With the second deferral came a request from one of the prof’s registrars that she see me with a chest X-ray. The first time, this registrar had prescribed me super-powerful anti-biotics to fight the chest infection, but they had not done that much. The X-ray, however, was clear of any pneumonia or other nasties. So she went around to the prof, and came back to say, “You’re done”. It turns out that the minimum number of cycles in cases such as mine was 4, and the maximum six. I had done five, and was waiting to start the last one once this infection had cleared. But the prof said that five was enough. Not exactly the finish I wanted, but the end is the end.

So to all those who supported me through this ordeal: the doctors, nurses, friends, family, and tweeps – thank you: it would not have come out quite the same way without any of you!

Wednesday, April 6, 2011

Pets, and how they make our lives more interesting

We’ve had two cats now. The first one took 18mo to figure out that he could get out of the garage we put him in overnight, and this last one has figured out how to get out of the garden shed we have to keep him in. This was after putting him in the laundry for a week or two.

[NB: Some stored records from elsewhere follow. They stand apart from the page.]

//! Unit Tree Loader: one depth-first pass over the hierarchy document.
//!
//! Creates a Unit per concrete `<division>` node (reference nodes only link)
//! and builds the adjacency context the closure builder and the item
//! ingester both consume.

use crate::config::{ROOT_UNIT_ID, SUBMISSIONS_RETIRED};
use crate::models::Unit;
use crate::repo::Repository;
use crate::stats::MigrationStats;
use crate::xml::XmlNode;
use anyhow::{bail, Result};
use rustc_hash::{FxHashMap, FxHashSet};
use serde_json::{Map, Value};
use tracing::{debug, info};

/// Adjacency context built by the loader.
///
/// A unit may have multiple parents (reference nodes make the hierarchy a
/// DAG, not a tree). `defined` holds only concretely-defined identifiers;
/// the ingester uses it to drop stale unit references.
#[derive(Debug, Default)]
pub struct UnitGraph {
    children: FxHashMap<String, Vec<String>>,
    parents: FxHashMap<String, Vec<String>>,
    defined: FxHashSet<String>,
}

impl UnitGraph {
    /// Children of `id` in source sibling order.
    pub fn children_of(&self, id: &str) -> &[String] {
        self.children.get(id).map(Vec::as_slice).unwrap_or(&[])
    }

    pub fn parents_of(&self, id: &str) -> &[String] {
        self.parents.get(id).map(Vec::as_slice).unwrap_or(&[])
    }

    pub fn has_children(&self, id: &str) -> bool {
        !self.children_of(id).is_empty()
    }

    pub fn is_defined(&self, id: &str) -> bool {
        self.defined.contains(id)
    }

    pub(crate) fn link(&mut self, parent: &str, child: &str) {
        self.children
            .entry(parent.to_string())
            .or_default()
            .push(child.to_string());
        self.parents
            .entry(child.to_string())
            .or_default()
            .push(parent.to_string());
    }

    pub(crate) fn mark_defined(&mut self, id: &str) {
        self.defined.insert(id.to_string());
    }
}

/// Walks the hierarchy document and creates every Unit, including the
/// synthetic root. Returns the adjacency context for the later phases.
pub fn load_units(
    root: &XmlNode,
    repo: &mut dyn Repository,
    stats: &mut MigrationStats,
) -> Result<UnitGraph> {
    let mut graph = UnitGraph::default();

    repo.create_unit(&Unit {
        id: ROOT_UNIT_ID.to_string(),
        name: "Root".to_string(),
        unit_type: "root".to_string(),
        active: true,
        attrs: Map::new(),
    })?;
    stats.units_created += 1;

    for child in root.children_named("division") {
        walk_division(child, ROOT_UNIT_ID, &mut graph, repo, stats)?;
    }

    info!(
        units = stats.units_created,
        defined = graph.defined.len(),
        "Unit hierarchy loaded"
    );
    Ok(graph)
}

fn walk_division(
    node: &XmlNode,
    parent_id: &str,
    graph: &mut UnitGraph,
    repo: &mut dyn Repository,
    stats: &mut MigrationStats,
) -> Result<()> {
    let (id, is_reference) = match (node.attr("id"), node.attr("ref")) {
        (Some(id), _) => (id.to_string(), false),
        (None, Some(target)) => (target.to_string(), true),
        (None, None) => {
            if !node.children.is_empty() {
                bail!(
                    "Division node under '{}' has children but no resolvable identifier",
                    parent_id
                );
            }
            debug!(parent = parent_id, "Skipping anonymous childless division node");
            return Ok(());
        }
    };

    if !is_reference {
        repo.create_unit(&make_unit(node, &id))?;
        stats.units_created += 1;
        graph.mark_defined(&id);
    }

    graph.link(parent_id, &id);

    for child in node.children_named("division") {
        walk_division(child, &id, graph, repo, stats)?;
    }
    Ok(())
}

fn make_unit(node: &XmlNode, id: &str) -> Unit {
    let mut attrs = Map::new();
    let submissions = node.attr("submissions");
    if let Some(value) = submissions {
        attrs.insert("submissions".into(), Value::String(value.to_string()));
    }
    if let Some(value) = node.attr("hidden") {
        attrs.insert("hidden".into(), Value::String(value.to_string()));
    }

    Unit {
        id: id.to_string(),
        name: node.attr("label").unwrap_or(id).to_string(),
        unit_type: node.attr("type").unwrap_or("division").to_string(),
        active: submissions != Some(SUBMISSIONS_RETIRED),
        attrs,
    }
}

The decision to put him where we do is because of the damage he’s caused to much of the stuff we have in boxes. Many of the boxes were actually shredded from his clawing / stretching / doing what cats do. The laundry here is a little small for him: only room enough for a poo-tray, water, food-bowl, and carry-box.

But after a while I realised that the garden shed, which is lockable, is bigger, despite having more stuff in it (mower, weed-whippers, empty rubbish bins, etc etc). But the shed, along with the rest of the place, hasn’t been kept really well, and the door has started to jam and the lock-hasp didn’t quite make it up to the staple. So I just put the house-brick in front of it and left it at that.

But at 0300 today came a knock at the door. It was the cat. He’d got out. The reason we didn’t let him sleep with us is, well, if you’re a cat-owner, you’d know about the ungodly-hour calls – he had learned that knocking on the wardrobe doors makes a noise which makes us get up and attend to him (even if it was to lock him in the laundry for the next couple of hours).

But this morning, after he came in, he just went to the sofa, and slept there until we got up. I think he knew he’d done the wrong thing. Strange creature.

Other things our strange creature does is refuse to use the cat door to leave the house, or when we’re at home or awake. He will use his door when we’re at home and asleep, and when we’re out and left him out of the house. We’re considering getting a step so the dog can use it as well. 

Pets - can't live with them; can't live without them.